Day 1 (21 February), 9.00–3.00: understanding erosion, targeting control sites and low cost solutions. Site visit to Mt Mugga Mugga Nature Reserve for lunch and hands-on erosion control activity. Day 2 (7 March), 9.00–1.30: on-site application of principles and guided erosion control activities at Farrer Ridge Nature Reserve, followed by lunch.

To attend, contact Martine Franco FoGinfo@sactcg.org.au, ph. 6296 6400, by 11 February.

18th NSW Weeds Conference

The 18th NSW Weeds Conference will be in Cooma, during 12–15 October 2015. Its title is ‘Weeds — The Future, Innovation & Adaptation’. Registration is open and the outline program is up.
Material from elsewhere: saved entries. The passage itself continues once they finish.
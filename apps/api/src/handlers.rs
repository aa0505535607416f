pub mod contact;
pub mod experience;
pub mod github;
pub mod health;
pub mod i18n;
pub mod spotify;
The conference oganisers are Cooma–Monaro Shire Council and FOG’s Margaret Ning is on the committee.

Website: www.weedscooma.com.au.

Inquiries: weedsconference@visitcooma.com.au

Farewell Tony Howard

Alison Rowell

FOG notes with sadness the death of Tony Howard in late October this year. Tony was the long-time partner of Isobel Crawford who has herself been a contributing member of FOG for many years, as vice president and editor of the newsletter and in plant identification workshops. Some FOG members will remember Tony as a gracious host of meetings for newsletter mail-outs, and he also provided Isobel with technical support for producing the newsletter.
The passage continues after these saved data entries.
//! Rate limiting port and application service.
//!
//! Fixed-window limiting behind a repository capability so the same policy
//! works against the in-memory fallback on a single instance and against
//! redis when several instances share the budget. The limiter is advisory,
//! not security-critical; a benign over- or undercount under concurrent hits
//! from one address is acceptable.

use std::sync::Arc;

use async_trait::async_trait;
use chrono::{DateTime, Utc};

use hereiam_core::{AppError, AppResult};

/// Repository port for windowed request counters.
#[async_trait]
pub trait RateLimitRepository: Send + Sync {
    /// Records an attempt for the given key.
    ///
    /// If the key's window has elapsed, the counter resets and a new window
    /// starts at `now`. Returns the attempt count within the active window,
    /// including this attempt.
    async fn record_attempt(
        &self,
        key: &str,
        window_duration_seconds: i64,
    ) -> AppResult<AttemptInfo>;
}

/// State of the active window for one key.
#[derive(Debug, Clone)]
pub struct AttemptInfo {
    /// Attempts in the current window, including the one just recorded.
    pub attempt_count: i32,
    /// When the current window started.
    pub window_started_at: DateTime<Utc>,
}

/// Configuration for one rate limit rule.
#[derive(Debug, Clone)]
pub struct RateLimitRule {
    /// Route category used as the key prefix (e.g. "contact").
    pub category: String,
    /// Maximum attempts allowed in the window.
    pub max_attempts: i32,
    /// Window duration in seconds.
    pub window_seconds: i64,
}

impl RateLimitRule {
    /// Creates a rule.
    #[must_use]
    pub fn new(category: impl Into<String>, max_attempts: i32, window_seconds: i64) -> Self {
        Self {
            category: category.into(),
            max_attempts,
            window_seconds,
        }
    }
}

/// Application service for rate limiting.
#[derive(Clone)]
pub struct RateLimitService {
    repository: Arc<dyn RateLimitRepository>,
}

impl RateLimitService {
    /// Creates a new rate limit service.
    #[must_use]
    pub fn new(repository: Arc<dyn RateLimitRepository>) -> Self {
        Self { repository }
    }

    /// Records an attempt for `key` under `rule` and enforces the limit.
    ///
    /// Returns `Ok(())` while the caller is within budget. Once the budget
    /// is exceeded the result is `AppError::RateLimited` carrying the
    /// seconds remaining until the window resets.
    pub async fn check_rate_limit(&self, rule: &RateLimitRule, key: &str) -> AppResult<()> {
        let composite_key = format!("{}:{key}", rule.category);
        let info = self
            .repository
            .record_attempt(&composite_key, rule.window_seconds)
            .await?;

        if info.attempt_count > rule.max_attempts {
            let elapsed = (Utc::now() - info.window_started_at).num_seconds().max(0);
            let remaining = rule.window_seconds.saturating_sub(elapsed).max(1);

            return Err(AppError::RateLimited {
                retry_after_seconds: u64::try_from(remaining).unwrap_or(1),
            });
        }

        Ok(())
    }
}

#[cfg(test)]
mod tests {
    use std::sync::Arc;
    use std::sync::atomic::{AtomicI32, Ordering};

    use async_trait::async_trait;
    use chrono::{Duration, Utc};
    use hereiam_core::{AppError, AppResult};

    use super::{AttemptInfo, RateLimitRepository, RateLimitRule, RateLimitService};

    struct CountingRepository {
        counter: AtomicI32,
        window_age_seconds: i64,
    }

    #[async_trait]
    impl RateLimitRepository for CountingRepository {
        async fn record_attempt(
            &self,
            _key: &str,
            _window_duration_seconds: i64,
        ) -> AppResult<AttemptInfo> {
            Ok(AttemptInfo {
                attempt_count: self.counter.fetch_add(1, Ordering::SeqCst) + 1,
                window_started_at: Utc::now() - Duration::seconds(self.window_age_seconds),
            })
        }
    }

    #[tokio::test]
    async fn sixth_attempt_in_window_is_rejected() {
        let repository = Arc::new(CountingRepository {
            counter: AtomicI32::new(0),
            window_age_seconds: 0,
        });
        let service = RateLimitService::new(repository);
        let rule = RateLimitRule::new("contact", 5, 3600);

        for attempt in 1..=5 {
            let outcome = service.check_rate_limit(&rule, "203.0.113.9").await;
            assert!(outcome.is_ok(), "attempt {attempt} should pass");
        }

        let rejected = service.check_rate_limit(&rule, "203.0.113.9").await;
        match rejected {
            Err(AppError::RateLimited {
                retry_after_seconds,
            }) => {
                assert!(retry_after_seconds <= 3600);
                assert!(retry_after_seconds >= 3599);
            }
            other => panic!("expected rate limit rejection, got {other:?}"),
        }
    }

    #[tokio::test]
    async fn retry_hint_shrinks_with_window_age() {
        let repository = Arc::new(CountingRepository {
            counter: AtomicI32::new(100),
            window_age_seconds: 3000,
        });
        let service = RateLimitService::new(repository);
        let rule = RateLimitRule::new("contact", 5, 3600);

        let rejected = service.check_rate_limit(&rule, "203.0.113.9").await;
        match rejected {
            Err(AppError::RateLimited {
                retry_after_seconds,
            }) => {
                assert!(retry_after_seconds <= 600);
                assert!(retry_after_seconds >= 1);
            }
            other => panic!("expected rate limit rejection, got {other:?}"),
        }
    }

    #[tokio::test]
    async fn key_is_prefixed_with_the_rule_category() {
        struct KeyCapture {
            seen: tokio::sync::Mutex<Vec<String>>,
        }

        #[async_trait]
        impl RateLimitRepository for KeyCapture {
            async fn record_attempt(
                &self,
                key: &str,
                _window_duration_seconds: i64,
            ) -> AppResult<AttemptInfo> {
                self.seen.lock().await.push(key.to_owned());
                Ok(AttemptInfo {
                    attempt_count: 1,
                    window_started_at: Utc::now(),
                })
            }
        }

        let repository = Arc::new(KeyCapture {
            seen: tokio::sync::Mutex::new(Vec::new()),
        });
        let service = RateLimitService::new(repository.clone());
        let rule = RateLimitRule::new("contact", 5, 3600);

        let outcome = service.check_rate_limit(&rule, "198.51.100.4").await;
        assert!(outcome.is_ok());

        let seen = repository.seen.lock().await;
        assert_eq!(seen.as_slice(), ["contact:198.51.100.4"]);
    }
}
Tony’s main interest was birds, and one of his major achievements was preparing the Voice section for many species in the monumental Handbook of Australian, New Zealand and Antarctic Birds. He was also a patient and careful observer and excellent photographer, and spent many hours in recent years walking on Mounts Ainslie and Majura, at Mulligans Flat Nature Reserve and around the urban wetlands. Many friends were delighted to receive beautiful cards incorporating his photographs of local birds, insects and native flowers, and to hear of the latest unusual bird to visit the Dickson wetland near their home.
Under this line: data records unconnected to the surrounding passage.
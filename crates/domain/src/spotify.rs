//! Spotify-facing domain types.
//!
//! These model what the broker keeps of the provider's responses. The raw
//! wire shapes live with the HTTP adapter; cookie storage lives with the API
//! layer. The browser, not the server, owns the issued tokens.

/// Scopes requested during authorization: read the currently playing track,
/// read playback state, read private playlists.
pub const AUTHORIZATION_SCOPES: [&str; 3] = [
    "user-read-currently-playing",
    "user-read-playback-state",
    "playlist-read-private",
];

/// Lifetime of the refresh-token and user-id cookies, in seconds (30 days).
pub const REFRESH_TOKEN_MAX_AGE_SECONDS: u64 = 30 * 24 * 60 * 60;

/// Tokens issued by the provider for one grant.
#[derive(Debug, Clone, PartialEq, Eq)]
pub struct TokenGrant {
    /// Short-lived bearer credential.
    pub access_token: String,
    /// Long-lived credential for obtaining new access tokens. Refresh
    /// responses may omit it, in which case the previous one stays valid.
    pub refresh_token: Option<String>,
    /// Access token lifetime in seconds, as reported by the provider.
    pub expires_in: u64,
}

/// The authenticated user's provider profile, as much of it as we keep.
#[derive(Debug, Clone, PartialEq, Eq)]
pub struct SpotifyProfile {
    /// Opaque provider user identifier.
    pub id: String,
    /// Display name, when the user has one set.
    pub display_name: Option<String>,
}

/// One track from the fallback playlist, shown as a recommendation when
/// nothing is playing.
#[derive(Debug, Clone, PartialEq, Eq)]
pub struct RecommendedTrack {
    /// Track identifier.
    pub track_id: String,
    /// Track title.
    pub title: String,
    /// Artist names joined with `", "`.
    pub artists: String,
    /// First album image URL, when present.
    pub album_art_url: Option<String>,
    /// 30-second audio preview URL. The provider omits it for many tracks.
    pub preview_url: Option<String>,
    /// Link to the track on the provider.
    pub spotify_url: String,
}

/// Snapshot of the owner's current playback.
#[derive(Debug, Clone, PartialEq, Eq)]
pub struct NowPlaying {
    /// Track identifier.
    pub track_id: String,
    /// Track title.
    pub title: String,
    /// Artist names joined with `", "`.
    pub artists: String,
    /// Largest album art URL, when present.
    pub album_art_url: Option<String>,
    /// Track length in whole seconds.
    pub duration_seconds: u64,
    /// Playback position in whole seconds.
    pub progress_seconds: u64,
    /// Whether playback is active rather than paused.
    pub is_playing: bool,
    /// Link to the track on the provider.
    pub spotify_url: String,
}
Tony took an interest in the management of the local nature reserves, and volunteered his time to map rabbit warrens in Canberra Nature Park for the ACT Government. This year he wrote and provided the photographs for a delightful leaflet describing the common birds of Canberra wetlands, and although Tony had great technical knowledge of waterbirds, the text was thoughtfully written to interest and inform a variety of ages and types of wetland visitors.

Tony was a quiet and gentle friend who will be missed by many, and we extend our sympathies to Isobel.

Laurence (Laurie) George Adams (1929-2014)

Paul Cheeseman

Laurie Adams passed away on 7 November 2014 after a long illness. Laurie was a longstanding member of Friends of Grasslands.

I met Laurie in 2000. We met through a mutual friend whose backyard provided Laurie with some interesting botanical specimens. With Laurie as lecturer, Teena’s backyard was also a classroom for the best way to plant tomato seedlings and the qualities of different varieties of tomatoes. I think the CSIRO Plant Industry Tomato Club provided the seedlings. Laurie was steward of a particular variety he named Canbec.

Good food featured prominently in Laurie’s life particularly if it could be gleaned, grown or manufactured. It was in Teena’s kitchen that I first tasted Mr Adams’ fried Lactaria mushrooms gathered from the pine plantations around Canberra. Laurie loved baking, pickling and jam-making. He manufactured specialised blackberry picking equipment from recycled objects. As well, Laurie grew food in his garden, including a kind of peppery cress that he had found growing wild at the Cotter, and a vividly coloured variety of Fat Hen.

Two of Laurie’s anecdotes further illustrated his appreciation of good food. While serving in the RAF after WWII, Laurie would tell how, if you arrived at just the right time when returning from leave to base on an early morning train, the cook would serve you a huge fry-up. He still smiled at this recollection. He also told of working in the Northern Territory on a botanical survey: their vehicle accidentally hit a kangaroo and, not wanting to waste an opportunity, they decided to cook the animal. Back at camp, however, one of the team objected vehemently so the meal did not go ahead and Laurie still regretted this lost culinary opportunity.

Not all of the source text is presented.